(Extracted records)
•••

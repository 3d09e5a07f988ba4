/*
 * Created on Fri Jan 12 2024
 *
 * This file is a part of Gibbon
 * Gibbon is a free and open-source authorization engine written by
 * Sayan Nandan ("the Author") that stores users, groups and permissions
 * in a transactional document store and encodes set membership as
 * fixed-length bitmasks, trading a little write amplification for
 * single-read permission checks.
 *
 * Copyright (c) 2024, Sayan Nandan <ohsayan@outlook.com>
 *
 * This program is free software: you can redistribute it and/or modify
 * it under the terms of the GNU Affero General Public License as published by
 * the Free Software Foundation, either version 3 of the License, or
 * (at your option) any later version.
 *
 * This program is distributed in the hope that it will be useful,
 * but WITHOUT ANY WARRANTY; without even the implied warranty of
 * MERCHANTABILITY or FITNESS FOR A PARTICULAR PURPOSE. See the
 * GNU Affero General Public License for more details.
 *
 * You should have received a copy of the GNU Affero General Public License
 * along with this program. If not, see <https://www.gnu.org/licenses/>.
 *
*/

//! The embedded document store backing the engine.
//!
//! Three typed collections live behind one lock: permission slots and group
//! slots keyed by their immutable `position`, users keyed by id. A [`Session`]
//! is a copy-on-write overlay of the committed state: reads inside a session
//! observe the session's own writes, and nothing outside the session observes
//! anything until [`Session::commit`]. Commits are optimistic: the overlay
//! is swapped in only if no other commit landed in between, which is what
//! serializes racing allocators without in-process locking.

pub(crate) mod snapshot;

use {
    crate::{
        core::{group::GroupRow, permission::PermissionRow, user::UserRow},
        data::uuid::Uuid,
        error::{GibbonError, GibbonResult},
    },
    parking_lot::RwLock,
    std::{
        collections::BTreeMap,
        path::{Path, PathBuf},
        sync::Arc,
    },
};

/// Commit attempts before a conflict stops being treated as transient
const TXN_RETRY_MAX: usize = 8;

/// The full logical state of one deployment. Cloned wholesale into every
/// session; the universe byte lengths are part of the state so that a resize
/// commits atomically with the masks it rewrites.
#[derive(Debug, Clone, PartialEq)]
pub(crate) struct StoreState {
    version: u64,
    pub(crate) permission_bytes: usize,
    pub(crate) group_bytes: usize,
    pub(crate) permissions: BTreeMap<u64, PermissionRow>,
    pub(crate) groups: BTreeMap<u64, GroupRow>,
    pub(crate) users: BTreeMap<Uuid, UserRow>,
}

impl StoreState {
    pub(crate) fn new(permission_bytes: usize, group_bytes: usize) -> Self {
        Self {
            version: 0,
            permission_bytes,
            group_bytes,
            permissions: BTreeMap::new(),
            groups: BTreeMap::new(),
            users: BTreeMap::new(),
        }
    }
    fn with_version(mut self, version: u64) -> Self {
        self.version = version;
        self
    }
}

#[derive(Debug)]
enum Device {
    /// nothing outlives the process
    Memory,
    /// snapshot rewritten on every successful commit
    File(PathBuf),
}

#[derive(Debug)]
struct Shared {
    state: RwLock<StoreState>,
    device: Device,
}

/// Shared handle to one store. Cheap to clone; all clones observe the same
/// committed state.
#[derive(Debug, Clone)]
pub struct Datastore {
    shared: Arc<Shared>,
}

impl Datastore {
    fn _new(state: StoreState, device: Device) -> Self {
        Self {
            shared: Arc::new(Shared {
                state: RwLock::new(state),
                device,
            }),
        }
    }
    /// An in-memory store with the given universe byte lengths
    pub fn ephemeral(permission_bytes: usize, group_bytes: usize) -> Self {
        Self::_new(
            StoreState::new(permission_bytes, group_bytes),
            Device::Memory,
        )
    }
    /// A file-backed store. An existing snapshot is loaded as-is (its
    /// universe lengths win over the configured ones); otherwise a fresh
    /// empty state is created and first persisted on the first commit.
    pub fn open(
        path: &Path,
        permission_bytes: usize,
        group_bytes: usize,
    ) -> GibbonResult<Self> {
        let state = if path.exists() {
            let state = snapshot::load(path)?;
            info!(
                "opened store at `{}` (P={}, Gb={})",
                path.display(),
                state.permission_bytes,
                state.group_bytes
            );
            state
        } else {
            info!("creating store at `{}`", path.display());
            StoreState::new(permission_bytes, group_bytes)
        };
        Ok(Self::_new(state, Device::File(path.to_owned())))
    }
    /// Begin a session on the current committed state
    pub fn session(&self) -> Session {
        let guard = self.shared.state.read();
        Session {
            shared: Arc::clone(&self.shared),
            base_version: guard.version,
            state: guard.clone(),
        }
    }
    /// Run a read against the committed state, outside any session
    pub(crate) fn read<T>(&self, f: impl FnOnce(&StoreState) -> T) -> T {
        f(&self.shared.state.read())
    }
    /// Run `f` in a fresh session and commit, retrying the whole closure on
    /// transient commit conflicts. An error from `f` itself aborts
    /// immediately: the overlay is dropped and nothing is persisted.
    pub fn transact<T>(&self, mut f: impl FnMut(&mut Session) -> GibbonResult<T>) -> GibbonResult<T> {
        for attempt in 1..=TXN_RETRY_MAX {
            let mut session = self.session();
            let ret = f(&mut session)?;
            match session.commit() {
                Ok(()) => return Ok(ret),
                Err(GibbonError::TxnConflict) => {
                    warn!("commit conflict on attempt {attempt}, retrying");
                }
                Err(e) => return Err(e),
            }
        }
        Err(GibbonError::TxnConflict)
    }
}

/// One transactional unit of work: a private overlay of the entire store.
/// Dropping a session without committing abandons every write in it.
pub struct Session {
    shared: Arc<Shared>,
    base_version: u64,
    state: StoreState,
}

impl Session {
    pub(crate) fn state(&self) -> &StoreState {
        &self.state
    }
    pub(crate) fn state_mut(&mut self) -> &mut StoreState {
        &mut self.state
    }
    /// Publish the overlay. Fails with a transient conflict if any other
    /// session committed since this one began; fails with a storage error
    /// (and publishes nothing) if the snapshot write fails.
    pub fn commit(self) -> GibbonResult<()> {
        let Self {
            shared,
            base_version,
            state,
        } = self;
        let mut guard = shared.state.write();
        if guard.version != base_version {
            return Err(GibbonError::TxnConflict);
        }
        let state = state.with_version(base_version + 1);
        if let Device::File(path) = &shared.device {
            snapshot::save(&state, path)?;
        }
        *guard = state;
        Ok(())
    }
    /// Abandon every write in this session. Equivalent to dropping it; the
    /// name exists so call sites can say what they mean.
    pub fn rollback(self) {
        drop(self);
    }
}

•••

Your goal: To complete the exercise, print all of the entries exactly.

Your solution:
repository 3d09e5a07f988ba4
/*
 * Created on Fri Jan 12 2024
 *
 * This file is a part of Gibbon
 * Gibbon is a free and open-source authorization engine written by
 * Sayan Nandan ("the Author") that stores users, groups and permissions
 * in a transactional document store and encodes set membership as
 * fixed-length bitmasks, trading a little write amplification for
 * single-read permission checks.
 *
 * Copyright (c) 2024, Sayan Nandan <ohsayan@outlook.com>
 *
 * This program is free software: you can redistribute it and/or modify
 * it under the terms of the GNU Affero General Public License as published by
 * the Free Software Foundation, either version 3 of the License, or
 * (at your option) any later version.
 *
 * This program is distributed in the hope that it will be useful,
 * but WITHOUT ANY WARRANTY; without even the implied warranty of
 * MERCHANTABILITY or FITNESS FOR A PARTICULAR PURPOSE. See the
 * GNU Affero General Public License for more details.
 *
 * You should have received a copy of the GNU Affero General Public License
 * along with this program. If not, see <https://www.gnu.org/licenses/>.
 *
*/

//! The embedded document store backing the engine.
//!
//! Three typed collections live behind one lock: permission slots and group
//! slots keyed by their immutable `position`, users keyed by id. A [`Session`]
//! is a copy-on-write overlay of the committed state: reads inside a session
//! observe the session's own writes, and nothing outside the session observes
//! anything until [`Session::commit`]. Commits are optimistic: the overlay
//! is swapped in only if no other commit landed in between, which is what
//! serializes racing allocators without in-process locking.

pub(crate) mod snapshot;

use {
    crate::{
        core::{group::GroupRow, permission::PermissionRow, user::UserRow},
        data::uuid::Uuid,
        error::{GibbonError, GibbonResult},
    },
    parking_lot::RwLock,
    std::{
        collections::BTreeMap,
        path::{Path, PathBuf},
        sync::Arc,
    },
};

/// Commit attempts before a conflict stops being treated as transient
const TXN_RETRY_MAX: usize = 8;

/// The full logical state of one deployment. Cloned wholesale into every
/// session; the universe byte lengths are part of the state so that a resize
/// commits atomically with the masks it rewrites.
#[derive(Debug, Clone, PartialEq)]
pub(crate) struct StoreState {
    version: u64,
    pub(crate) permission_bytes: usize,
    pub(crate) group_bytes: usize,
    pub(crate) permissions: BTreeMap<u64, PermissionRow>,
    pub(crate) groups: BTreeMap<u64, GroupRow>,
    pub(crate) users: BTreeMap<Uuid, UserRow>,
}

impl StoreState {
    pub(crate) fn new(permission_bytes: usize, group_bytes: usize) -> Self {
        Self {
            version: 0,
            permission_bytes,
            group_bytes,
            permissions: BTreeMap::new(),
            groups: BTreeMap::new(),
            users: BTreeMap::new(),
        }
    }
    fn with_version(mut self, version: u64) -> Self {
        self.version = version;
        self
    }
}

#[derive(Debug)]
enum Device {
    /// nothing outlives the process
    Memory,
    /// snapshot rewritten on every successful commit
    File(PathBuf),
}

#[derive(Debug)]
struct Shared {
    state: RwLock<StoreState>,
    device: Device,
}

/// Shared handle to one store. Cheap to clone; all clones observe the same
/// committed state.
#[derive(Debug, Clone)]
pub struct Datastore {
    shared: Arc<Shared>,
}

impl Datastore {
    fn _new(state: StoreState, device: Device) -> Self {
        Self {
            shared: Arc::new(Shared {
                state: RwLock::new(state),
                device,
            }),
        }
    }
    /// An in-memory store with the given universe byte lengths
    pub fn ephemeral(permission_bytes: usize, group_bytes: usize) -> Self {
        Self::_new(
            StoreState::new(permission_bytes, group_bytes),
            Device::Memory,
        )
    }
    /// A file-backed store. An existing snapshot is loaded as-is (its
    /// universe lengths win over the configured ones); otherwise a fresh
    /// empty state is created and first persisted on the first commit.
    pub fn open(
        path: &Path,
        permission_bytes: usize,
        group_bytes: usize,
    ) -> GibbonResult<Self> {
        let state = if path.exists() {
            let state = snapshot::load(path)?;
            info!(
                "opened store at `{}` (P={}, Gb={})",
                path.display(),
                state.permission_bytes,
                state.group_bytes
            );
            state
        } else {
            info!("creating store at `{}`", path.display());
            StoreState::new(permission_bytes, group_bytes)
        };
        Ok(Self::_new(state, Device::File(path.to_owned())))
    }
    /// Begin a session on the current committed state
    pub fn session(&self) -> Session {
        let guard = self.shared.state.read();
        Session {
            shared: Arc::clone(&self.shared),
            base_version: guard.version,
            state: guard.clone(),
        }
    }
    /// Run a read against the committed state, outside any session
    pub(crate) fn read<T>(&self, f: impl FnOnce(&StoreState) -> T) -> T {
        f(&self.shared.state.read())
    }
    /// Run `f` in a fresh session and commit, retrying the whole closure on
    /// transient commit conflicts. An error from `f` itself aborts
    /// immediately: the overlay is dropped and nothing is persisted.
    pub fn transact<T>(&self, mut f: impl FnMut(&mut Session) -> GibbonResult<T>) -> GibbonResult<T> {
        for attempt in 1..=TXN_RETRY_MAX {
            let mut session = self.session();
            let ret = f(&mut session)?;
            match session.commit() {
                Ok(()) => return Ok(ret),
                Err(GibbonError::TxnConflict) => {
                    warn!("commit conflict on attempt {attempt}, retrying");
                }
                Err(e) => return Err(e),
            }
        }
        Err(GibbonError::TxnConflict)
    }
}

/// One transactional unit of work: a private overlay of the entire store.
/// Dropping a session without committing abandons every write in it.
pub struct Session {
    shared: Arc<Shared>,
    base_version: u64,
    state: StoreState,
}

impl Session {
    pub(crate) fn state(&self) -> &StoreState {
        &self.state
    }
    pub(crate) fn state_mut(&mut self) -> &mut StoreState {
        &mut self.state
    }
    /// Publish the overlay. Fails with a transient conflict if any other
    /// session committed since this one began; fails with a storage error
    /// (and publishes nothing) if the snapshot write fails.
    pub fn commit(self) -> GibbonResult<()> {
        let Self {
            shared,
            base_version,
            state,
        } = self;
        let mut guard = shared.state.write();
        if guard.version != base_version {
            return Err(GibbonError::TxnConflict);
        }
        let state = state.with_version(base_version + 1);
        if let Device::File(path) = &shared.device {
            snapshot::save(&state, path)?;
        }
        *guard = state;
        Ok(())
    }
    /// Abandon every write in this session. Equivalent to dropping it; the
    /// name exists so call sites can say what they mean.
    pub fn rollback(self) {
        drop(self);
    }
}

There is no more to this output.